*** Opening DATASET RECORDS ***

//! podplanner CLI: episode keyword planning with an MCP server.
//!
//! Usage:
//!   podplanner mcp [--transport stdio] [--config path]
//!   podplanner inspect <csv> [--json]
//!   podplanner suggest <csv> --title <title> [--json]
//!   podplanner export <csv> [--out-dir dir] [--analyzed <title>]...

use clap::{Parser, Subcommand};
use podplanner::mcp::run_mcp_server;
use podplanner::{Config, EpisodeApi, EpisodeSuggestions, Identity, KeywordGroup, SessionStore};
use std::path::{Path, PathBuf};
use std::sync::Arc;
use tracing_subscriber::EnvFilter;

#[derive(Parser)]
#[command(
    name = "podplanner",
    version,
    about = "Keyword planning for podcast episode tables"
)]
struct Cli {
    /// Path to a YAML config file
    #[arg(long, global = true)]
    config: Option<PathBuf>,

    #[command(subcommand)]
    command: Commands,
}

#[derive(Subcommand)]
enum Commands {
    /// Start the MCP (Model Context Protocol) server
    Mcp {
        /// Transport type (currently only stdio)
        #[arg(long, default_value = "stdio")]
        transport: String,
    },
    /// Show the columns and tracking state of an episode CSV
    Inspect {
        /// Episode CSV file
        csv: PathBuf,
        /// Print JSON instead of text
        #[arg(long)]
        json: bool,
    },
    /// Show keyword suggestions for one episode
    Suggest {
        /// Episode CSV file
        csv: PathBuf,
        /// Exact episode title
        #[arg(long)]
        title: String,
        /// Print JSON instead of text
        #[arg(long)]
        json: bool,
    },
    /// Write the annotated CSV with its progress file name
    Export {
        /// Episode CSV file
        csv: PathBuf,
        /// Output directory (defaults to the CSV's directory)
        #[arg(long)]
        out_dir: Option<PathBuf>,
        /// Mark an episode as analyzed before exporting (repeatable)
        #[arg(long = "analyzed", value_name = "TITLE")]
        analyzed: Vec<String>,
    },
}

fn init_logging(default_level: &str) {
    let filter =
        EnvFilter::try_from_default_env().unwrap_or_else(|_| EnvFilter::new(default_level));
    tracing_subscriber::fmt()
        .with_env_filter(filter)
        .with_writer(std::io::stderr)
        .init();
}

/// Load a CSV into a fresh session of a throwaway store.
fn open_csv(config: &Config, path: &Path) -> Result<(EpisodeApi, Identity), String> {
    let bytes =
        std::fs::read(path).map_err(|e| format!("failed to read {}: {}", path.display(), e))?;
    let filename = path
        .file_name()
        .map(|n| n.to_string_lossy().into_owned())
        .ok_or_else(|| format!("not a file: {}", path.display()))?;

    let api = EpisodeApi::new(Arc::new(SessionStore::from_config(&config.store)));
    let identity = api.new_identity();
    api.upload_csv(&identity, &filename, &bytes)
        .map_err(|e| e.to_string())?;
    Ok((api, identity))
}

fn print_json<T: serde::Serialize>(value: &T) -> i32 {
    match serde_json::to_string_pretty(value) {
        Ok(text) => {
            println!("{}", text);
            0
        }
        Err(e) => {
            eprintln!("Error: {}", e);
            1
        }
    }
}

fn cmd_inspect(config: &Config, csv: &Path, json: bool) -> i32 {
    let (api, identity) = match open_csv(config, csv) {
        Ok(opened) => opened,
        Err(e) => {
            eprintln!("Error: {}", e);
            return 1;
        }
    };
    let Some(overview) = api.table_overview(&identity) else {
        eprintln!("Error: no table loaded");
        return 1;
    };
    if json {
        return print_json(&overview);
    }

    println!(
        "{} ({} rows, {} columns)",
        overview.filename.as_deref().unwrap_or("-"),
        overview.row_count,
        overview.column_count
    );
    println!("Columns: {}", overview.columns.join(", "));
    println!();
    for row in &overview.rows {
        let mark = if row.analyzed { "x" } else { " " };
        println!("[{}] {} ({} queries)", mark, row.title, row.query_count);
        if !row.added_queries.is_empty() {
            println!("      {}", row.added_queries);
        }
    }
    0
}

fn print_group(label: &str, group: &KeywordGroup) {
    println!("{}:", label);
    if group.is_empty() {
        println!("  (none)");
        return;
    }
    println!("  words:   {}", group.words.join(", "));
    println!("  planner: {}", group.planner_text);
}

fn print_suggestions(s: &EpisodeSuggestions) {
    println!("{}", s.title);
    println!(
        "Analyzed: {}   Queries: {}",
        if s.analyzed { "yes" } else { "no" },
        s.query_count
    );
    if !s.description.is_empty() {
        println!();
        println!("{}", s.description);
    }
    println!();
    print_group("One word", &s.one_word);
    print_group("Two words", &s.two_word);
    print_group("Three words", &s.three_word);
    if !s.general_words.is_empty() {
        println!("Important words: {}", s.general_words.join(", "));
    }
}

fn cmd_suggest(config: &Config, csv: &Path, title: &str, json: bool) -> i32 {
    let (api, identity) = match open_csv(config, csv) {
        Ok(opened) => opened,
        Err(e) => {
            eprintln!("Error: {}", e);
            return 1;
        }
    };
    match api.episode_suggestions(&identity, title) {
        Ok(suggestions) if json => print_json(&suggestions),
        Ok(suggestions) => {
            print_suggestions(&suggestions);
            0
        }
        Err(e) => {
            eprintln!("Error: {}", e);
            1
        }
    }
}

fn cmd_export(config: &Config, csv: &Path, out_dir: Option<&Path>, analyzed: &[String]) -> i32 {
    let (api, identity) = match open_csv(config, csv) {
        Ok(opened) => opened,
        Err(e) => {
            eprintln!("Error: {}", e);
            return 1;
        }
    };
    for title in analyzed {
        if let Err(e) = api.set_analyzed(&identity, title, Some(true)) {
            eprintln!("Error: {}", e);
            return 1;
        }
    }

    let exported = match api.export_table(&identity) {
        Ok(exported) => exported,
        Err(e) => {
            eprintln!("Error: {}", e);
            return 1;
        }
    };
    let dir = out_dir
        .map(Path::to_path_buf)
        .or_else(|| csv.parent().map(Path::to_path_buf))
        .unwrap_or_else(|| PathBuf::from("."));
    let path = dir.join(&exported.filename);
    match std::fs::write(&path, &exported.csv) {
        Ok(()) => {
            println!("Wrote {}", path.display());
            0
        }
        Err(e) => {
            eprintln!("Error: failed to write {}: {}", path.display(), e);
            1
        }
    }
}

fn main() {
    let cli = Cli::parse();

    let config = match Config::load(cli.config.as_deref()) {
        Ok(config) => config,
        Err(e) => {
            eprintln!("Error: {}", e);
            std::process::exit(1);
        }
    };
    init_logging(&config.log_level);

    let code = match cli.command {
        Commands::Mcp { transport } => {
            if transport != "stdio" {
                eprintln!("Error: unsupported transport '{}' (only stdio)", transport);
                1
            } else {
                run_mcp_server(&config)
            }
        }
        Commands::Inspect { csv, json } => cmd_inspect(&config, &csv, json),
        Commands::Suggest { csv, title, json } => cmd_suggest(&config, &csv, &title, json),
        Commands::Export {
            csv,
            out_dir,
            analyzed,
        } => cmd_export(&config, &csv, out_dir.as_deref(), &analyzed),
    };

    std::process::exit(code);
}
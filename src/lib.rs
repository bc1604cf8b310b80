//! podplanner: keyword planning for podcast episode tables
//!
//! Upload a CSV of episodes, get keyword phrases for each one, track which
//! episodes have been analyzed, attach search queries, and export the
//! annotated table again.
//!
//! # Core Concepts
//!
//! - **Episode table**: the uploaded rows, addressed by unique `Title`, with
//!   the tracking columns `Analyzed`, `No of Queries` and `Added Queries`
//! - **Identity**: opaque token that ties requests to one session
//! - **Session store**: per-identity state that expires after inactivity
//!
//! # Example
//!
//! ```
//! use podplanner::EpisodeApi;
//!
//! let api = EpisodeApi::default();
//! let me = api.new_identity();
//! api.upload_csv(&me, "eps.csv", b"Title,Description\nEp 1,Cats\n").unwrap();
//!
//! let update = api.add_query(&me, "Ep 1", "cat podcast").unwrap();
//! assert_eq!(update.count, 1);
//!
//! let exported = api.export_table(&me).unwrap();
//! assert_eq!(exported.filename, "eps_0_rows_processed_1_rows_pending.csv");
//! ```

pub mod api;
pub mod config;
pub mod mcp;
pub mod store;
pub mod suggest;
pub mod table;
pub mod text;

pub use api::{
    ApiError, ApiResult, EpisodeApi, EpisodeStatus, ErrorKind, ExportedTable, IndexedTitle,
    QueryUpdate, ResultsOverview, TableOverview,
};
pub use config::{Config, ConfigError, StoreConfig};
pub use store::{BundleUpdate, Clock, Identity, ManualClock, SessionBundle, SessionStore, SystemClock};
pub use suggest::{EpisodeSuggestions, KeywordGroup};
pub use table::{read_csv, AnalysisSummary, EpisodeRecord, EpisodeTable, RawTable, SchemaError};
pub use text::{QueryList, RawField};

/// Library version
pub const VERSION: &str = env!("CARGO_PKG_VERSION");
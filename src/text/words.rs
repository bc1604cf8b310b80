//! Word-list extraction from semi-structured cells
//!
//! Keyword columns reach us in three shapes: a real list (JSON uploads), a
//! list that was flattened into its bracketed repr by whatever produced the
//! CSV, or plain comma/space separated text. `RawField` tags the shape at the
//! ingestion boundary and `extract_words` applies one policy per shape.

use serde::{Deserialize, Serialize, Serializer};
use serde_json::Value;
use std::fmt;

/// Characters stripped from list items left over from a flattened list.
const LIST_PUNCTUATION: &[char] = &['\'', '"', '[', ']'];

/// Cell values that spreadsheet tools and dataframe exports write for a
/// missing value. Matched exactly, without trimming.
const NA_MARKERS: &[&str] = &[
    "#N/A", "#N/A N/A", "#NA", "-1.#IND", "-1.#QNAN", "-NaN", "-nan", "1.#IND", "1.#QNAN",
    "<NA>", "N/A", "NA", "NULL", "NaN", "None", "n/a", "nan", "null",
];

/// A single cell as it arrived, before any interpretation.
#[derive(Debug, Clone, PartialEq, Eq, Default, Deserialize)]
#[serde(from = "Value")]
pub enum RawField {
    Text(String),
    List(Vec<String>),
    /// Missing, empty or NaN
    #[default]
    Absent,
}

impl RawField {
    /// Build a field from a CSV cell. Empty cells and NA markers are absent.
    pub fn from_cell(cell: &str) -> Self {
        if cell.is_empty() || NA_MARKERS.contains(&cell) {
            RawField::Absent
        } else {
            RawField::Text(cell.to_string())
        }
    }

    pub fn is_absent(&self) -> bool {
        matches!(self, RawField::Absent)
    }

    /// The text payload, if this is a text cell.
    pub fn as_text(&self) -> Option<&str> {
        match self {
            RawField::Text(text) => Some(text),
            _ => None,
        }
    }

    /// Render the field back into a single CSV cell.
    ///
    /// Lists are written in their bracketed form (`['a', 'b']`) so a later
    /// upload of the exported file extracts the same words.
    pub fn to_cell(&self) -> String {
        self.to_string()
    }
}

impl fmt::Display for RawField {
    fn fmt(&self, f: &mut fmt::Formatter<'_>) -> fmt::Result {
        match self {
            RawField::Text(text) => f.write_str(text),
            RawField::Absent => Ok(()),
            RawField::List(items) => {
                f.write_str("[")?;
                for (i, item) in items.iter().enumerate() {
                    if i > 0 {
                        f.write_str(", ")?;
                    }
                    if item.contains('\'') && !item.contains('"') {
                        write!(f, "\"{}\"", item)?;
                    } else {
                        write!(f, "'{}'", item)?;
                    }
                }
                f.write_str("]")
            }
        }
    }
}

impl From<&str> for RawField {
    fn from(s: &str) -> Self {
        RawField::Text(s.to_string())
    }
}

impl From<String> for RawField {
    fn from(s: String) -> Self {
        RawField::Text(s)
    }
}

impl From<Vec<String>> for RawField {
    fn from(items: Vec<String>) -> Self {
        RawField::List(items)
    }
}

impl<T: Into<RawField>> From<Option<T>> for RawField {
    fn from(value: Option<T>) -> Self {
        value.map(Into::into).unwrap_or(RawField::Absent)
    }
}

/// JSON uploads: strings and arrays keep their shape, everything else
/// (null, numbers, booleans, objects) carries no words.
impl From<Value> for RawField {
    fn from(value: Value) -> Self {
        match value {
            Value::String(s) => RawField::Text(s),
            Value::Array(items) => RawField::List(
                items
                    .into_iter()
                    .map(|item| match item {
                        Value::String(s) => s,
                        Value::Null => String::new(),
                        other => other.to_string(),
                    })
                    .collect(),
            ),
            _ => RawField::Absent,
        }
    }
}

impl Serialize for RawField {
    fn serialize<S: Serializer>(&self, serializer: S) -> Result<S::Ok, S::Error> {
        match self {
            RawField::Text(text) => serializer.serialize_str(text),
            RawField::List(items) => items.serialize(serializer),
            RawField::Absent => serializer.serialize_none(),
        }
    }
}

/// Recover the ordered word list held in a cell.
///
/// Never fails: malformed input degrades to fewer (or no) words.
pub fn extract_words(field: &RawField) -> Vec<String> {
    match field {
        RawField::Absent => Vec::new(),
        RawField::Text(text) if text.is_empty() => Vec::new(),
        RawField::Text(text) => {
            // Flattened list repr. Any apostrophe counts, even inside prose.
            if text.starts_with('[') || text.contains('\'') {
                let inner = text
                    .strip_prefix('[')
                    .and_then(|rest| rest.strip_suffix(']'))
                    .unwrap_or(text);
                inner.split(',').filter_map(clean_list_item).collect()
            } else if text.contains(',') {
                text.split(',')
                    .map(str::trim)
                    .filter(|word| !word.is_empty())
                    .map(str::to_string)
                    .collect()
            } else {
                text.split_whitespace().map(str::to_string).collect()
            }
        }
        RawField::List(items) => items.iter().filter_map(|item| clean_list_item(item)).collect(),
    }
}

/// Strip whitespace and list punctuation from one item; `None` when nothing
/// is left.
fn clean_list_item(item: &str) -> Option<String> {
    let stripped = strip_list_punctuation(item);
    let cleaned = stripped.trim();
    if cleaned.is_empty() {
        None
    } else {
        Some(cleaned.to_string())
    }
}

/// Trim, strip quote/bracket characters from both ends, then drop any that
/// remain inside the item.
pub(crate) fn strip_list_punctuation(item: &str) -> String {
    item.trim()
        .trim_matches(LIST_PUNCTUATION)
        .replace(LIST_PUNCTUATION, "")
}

*** Closing DATASET RECORDS ***

## TRY IT:
Among the entries above, locate the lines containing "progress file name" and "api.upload_csv(&identity, &filename, &bytes)", and transcribe exactly those two lines and all lines between.

## RESPONSE FOR THIS EXERCISE:
    /// Write the annotated CSV with its progress file name
    Export {
        /// Episode CSV file
        csv: PathBuf,
        /// Output directory (defaults to the CSV's directory)
        #[arg(long)]
        out_dir: Option<PathBuf>,
        /// Mark an episode as analyzed before exporting (repeatable)
        #[arg(long = "analyzed", value_name = "TITLE")]
        analyzed: Vec<String>,
    },
}

fn init_logging(default_level: &str) {
    let filter =
        EnvFilter::try_from_default_env().unwrap_or_else(|_| EnvFilter::new(default_level));
    tracing_subscriber::fmt()
        .with_env_filter(filter)
        .with_writer(std::io::stderr)
        .init();
}

/// Load a CSV into a fresh session of a throwaway store.
fn open_csv(config: &Config, path: &Path) -> Result<(EpisodeApi, Identity), String> {
    let bytes =
        std::fs::read(path).map_err(|e| format!("failed to read {}: {}", path.display(), e))?;
    let filename = path
        .file_name()
        .map(|n| n.to_string_lossy().into_owned())
        .ok_or_else(|| format!("not a file: {}", path.display()))?;

    let api = EpisodeApi::new(Arc::new(SessionStore::from_config(&config.store)));
    let identity = api.new_identity();
    api.upload_csv(&identity, &filename, &bytes)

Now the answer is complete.